Pemakaian vaksin A. hydrophila telah dicoba oleh berbagai peneliti, baik di luar negeri maupun di Indonesia. Pada Simposium of Fish Vaccination pada tahun 1984, Song et al. (1976) menyatakan keberhasilan vaksinasi pada ikan Japanese eel (Anguilla japonica) dengan vaksin monovalen A. hydrophila. Daya lindung vaksin tersebut adalah 89%, sedangkan pada ikan salmon, ia mendapatkan hasil yang berbeda-beda, namun tampak adanya respons kekebalan yang nyata. Selanjutnya, Thune (1980) melakukan vaksinasi ikan lele dengan cara merendam dan mencelupkan ke dalam antigen A. hydrophila, kemudian dilakukan uji tantang dengan bakteri yang sama. Hasil penelitian menunjukkan 45% ikan kontrol mati, sedangkan ikan yang divaksin dengan pencelupan 13% mati dan dengan perendaman ikan yang mati hanya 7,1%. Vaksinasi dengan menggunakan vaksin whole cell bakteri A. hydrophila pada ikan Tilapia

nilotica menunjukkan tidak ada mortalitas selama 5 minggu (Ruangapan et al., 1986 cit Stevenson, 1988). Kamiso et al. (1997a) mendapatkan sintasan benih lele dumbo beukuran 2-3 cm yang divaksin dengan vaksin whole cell bakteri A. hydrophila adalah sebesar 23-46,2%, pada benih ukuran 8-10 cm mencapai 47,85-93%. Pada benih yang dihasilkan dari induk yang telah divaksinasi dengan vaksin whole cell, sintasannya mencapai 63,1-85,2% (Triyanto et al., 1996). Aplikasi penggunaan vaksin di lapangan untuk mengendalikan penyakit MAS pada ikan lele telah dicoba dan sintasan yang diperoleh adalah 50-100% (Supriyadi & Rukyani, 1990). Menurut Nugroho et al. (1990) ikan karper yang diberi vaksin supernatan (produk ekstraseluler) sintasannya mencapai 54,76%, vaksin complete 47,62%, dan vaksin whole cell 42,86%, sedangkan kontrol dengan PBS steril sintasannya 9,52%. Kamiso et al. (1997b) membandingkan efektivitas antara vaksin whole cell dari A. hydrophila dan tetrasiklin dalam

(9)

menanggulangi penyakit MAS pada lele dumbo. Sintasan ikan yang divaksin adalah 69,55%, sedangkan yang menggunakan tetrasiklin adalah 61,76%.

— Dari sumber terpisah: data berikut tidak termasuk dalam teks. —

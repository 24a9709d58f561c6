//! Three-sink logger injected into every archive operation
//!
//! Never a process-wide singleton: the CLI constructs one per invocation and
//! threads it through explicitly, the way stores and contexts are threaded
//! explicitly (spec section 9, "Shared mutable state: none").

use parking_lot::Mutex;
use std::io::{self, Write};
use std::sync::Arc;

type Sink = Arc<Mutex<dyn Write + Send>>;

fn sink_of(w: impl Write + Send + 'static) -> Sink {
    Arc::new(Mutex::new(w))
}

/// Primary output (machine-readable), warnings/fatal messages, and a
/// diagnostic stream disabled unless explicitly turned on.
#[derive(Clone)]
pub struct Logger {
    stdout: Sink,
    stderr: Sink,
    verbose: Sink,
    verbose_enabled: bool,
}

impl Logger {
    pub fn new(
        stdout: impl Write + Send + 'static,
        stderr: impl Write + Send + 'static,
        verbose: impl Write + Send + 'static,
        verbose_enabled: bool,
    ) -> Self {
        Self {
            stdout: sink_of(stdout),
            stderr: sink_of(stderr),
            verbose: sink_of(verbose),
            verbose_enabled,
        }
    }

    /// The usual CLI wiring: real stdout/stderr, verbose gated by a flag.
    pub fn stdio(verbose_enabled: bool) -> Self {
        Self::new(io::stdout(), io::stderr(), io::stderr(), verbose_enabled)
    }

    /// Every sink discarded — useful for library callers that don't want
    /// operation chatter.
    pub fn silent() -> Self {
        Self::new(io::sink(), io::sink(), io::sink(), false)
    }

    pub fn out(&self, line: impl AsRef<str>) {
        write_line(&self.stdout, line.as_ref());
    }

    pub fn err(&self, line: impl AsRef<str>) {
        write_line(&self.stderr, line.as_ref());
    }

    pub fn verbose(&self, line: impl AsRef<str>) {
        if self.verbose_enabled {
            write_line(&self.verbose, line.as_ref());
        }
    }
}

fn write_line(sink: &Sink, line: &str) {
    let mut guard = sink.lock();
    let _ = writeln!(guard, "{line}");
}

#[cfg(test)]
mod tests {
    use super::*;

    #[test]
    fn verbose_disabled_by_default_is_silent() {
        let buf: Arc<Mutex<Vec<u8>>> = Arc::new(Mutex::new(Vec::new()));
        struct Writer(Arc<Mutex<Vec<u8>>>);
        impl Write for Writer {
            fn write(&mut self, data: &[u8]) -> io::Result<usize> {
                self.0.lock().extend_from_slice(data);
                Ok(data.len())
            }
            fn flush(&mut self) -> io::Result<()> {
                Ok(())
            }
        }
        let logger = Logger::new(io::sink(), io::sink(), Writer(buf.clone()), false);
        logger.verbose("should not appear");
        assert!(buf.lock().is_empty());
    }

    #[test]
    fn verbose_enabled_writes_through() {
        let buf: Arc<Mutex<Vec<u8>>> = Arc::new(Mutex::new(Vec::new()));
        struct Writer(Arc<Mutex<Vec<u8>>>);
        impl Write for Writer {
            fn write(&mut self, data: &[u8]) -> io::Result<usize> {
                self.0.lock().extend_from_slice(data);
                Ok(data.len())
            }
            fn flush(&mut self) -> io::Result<()> {
                Ok(())
            }
        }
        let logger = Logger::new(io::sink(), io::sink(), Writer(buf.clone()), true);
        logger.verbose("synced a/b");
        assert_eq!(buf.lock().as_slice(), b"synced a/b\n");
    }
}
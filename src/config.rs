//! YAML target-config schema consumed by the engine's store factory (spec
//! section 6, "Configuration file"). Finding and reading the file itself is
//! the CLI's job; this module only types the document and builds a `Store`
//! from one of its targets.

use crate::error::{MemoryboxError, Result};
use crate::store::local::LocalDiskStore;
use crate::store::object::{ObjectStore, ObjectStoreConfig};
use crate::store::Store;
use serde::Deserialize;
use std::collections::HashMap;

/// The full `--config` document: a mapping from target name to its
/// backend-specific settings.
#[derive(Debug, Clone, Deserialize)]
pub struct TargetsFile {
    pub targets: HashMap<String, TargetConfig>,
}

#[derive(Debug, Clone, Copy, PartialEq, Eq, Deserialize)]
#[serde(rename_all = "camelCase")]
pub enum BackendKind {
    LocalDisk,
    ObjectStore,
}

/// One named backend location. Fields beyond `backend` are loosely typed —
/// all optional, validated only once a concrete backend is selected — since
/// the document is hand-edited YAML with backend-specific keys rather than
/// a strict per-backend schema.
#[derive(Debug, Clone, Deserialize)]
pub struct TargetConfig {
    pub backend: BackendKind,
    #[serde(default)]
    pub path: Option<String>,
    #[serde(default)]
    pub bucket: Option<String>,
    #[serde(default)]
    pub endpoint: Option<String>,
    #[serde(default)]
    pub region: Option<String>,
    #[serde(default)]
    pub force_path_style: Option<bool>,
    #[serde(default)]
    pub access_key_id: Option<String>,
    #[serde(default)]
    pub secret_access_key: Option<String>,
    #[serde(default)]
    pub profile: Option<String>,
}

impl TargetsFile {
    pub fn parse(yaml: &str) -> Result<Self> {
        serde_yaml::from_str(yaml).map_err(|e| MemoryboxError::InvalidInput(format!("invalid target config: {e}")))
    }

    pub fn target(&self, name: &str) -> Result<&TargetConfig> {
        self.targets
            .get(name)
            .ok_or_else(|| MemoryboxError::NotFound(format!("target {name:?}")))
    }
}

/// Build the `Store` a target names.
///
/// `access_key_id`/`secret_access_key` absent falls back to the ambient AWS
/// credential chain (env vars, instance profile, `~/.aws/credentials`);
/// `profile` selects among the latter by setting `AWS_PROFILE` before the
/// chain loads, rather than threading a profile name through the SDK
/// builder directly.
pub async fn store_for_target(target: &TargetConfig) -> Result<Box<dyn Store>> {
    match target.backend {
        BackendKind::LocalDisk => {
            let path = target
                .path
                .as_deref()
                .ok_or_else(|| MemoryboxError::InvalidInput("localDisk target missing \"path\"".to_string()))?;
            Ok(Box::new(LocalDiskStore::new(path).await?))
        }
        BackendKind::ObjectStore => {
            let bucket = target
                .bucket
                .clone()
                .ok_or_else(|| MemoryboxError::InvalidInput("objectStore target missing \"bucket\"".to_string()))?;
            if let Some(profile) = &target.profile {
                std::env::set_var("AWS_PROFILE", profile);
            }
            let config = ObjectStoreConfig {
                bucket,
                endpoint: target.endpoint.clone(),
                region: target.region.clone().unwrap_or_else(|| "us-east-1".to_string()),
                force_path_style: target.force_path_style.unwrap_or(false),
                access_key_id: target.access_key_id.clone(),
                secret_access_key: target.secret_access_key.clone(),
            };
            Ok(Box::new(ObjectStore::new(&config).await?))
        }
    }
}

Dalam penelitian-penelitian yang telah dilakukan sampai saat ini, vaksin yang digunakan umumnya adalah vaksin sel utuh (whole cell). Baru-baru ini telah dilakukan penelitian penggunaan vaksin protein sitoplasma dan debris sel pada lele dumbo. Mulia (2003) menggunakan vaksin protein debris sel A. hydrophila untuk menanggulangi penyakit MAS pada lele dumbo, sintasan mencapai 70-100%. Murtiningsih (2003) menggunakan vaksin sitoplasma sel A. hydrophila strain Cangkringan pada lele dumbo, sintasan mencapai 66,7-100%. Olga (2003) menggunakan vaksin protein sitoplasma dengan berat molekul berkisar antara 40-100 kDa pada lele dumbo, sintasan mencapai 42,22-75,56%. Mulia et al. (2004) menggunakan vaksin debris sel A. hydrophila secara suntikan dengan variasi cara booster, yaitu suntik, oral, dan rendaman pada lele dumbo, sintasan mencapai 100 % dibandingkan kontrol 45,56 %. Suryantinah et al. (2005) menggunakan vaksin debris sel A. hydrophila pada nila, sintasan mencapai 62,97-81,84 %. Mulia et al. (2006) menggunakan vaksin debris sel A.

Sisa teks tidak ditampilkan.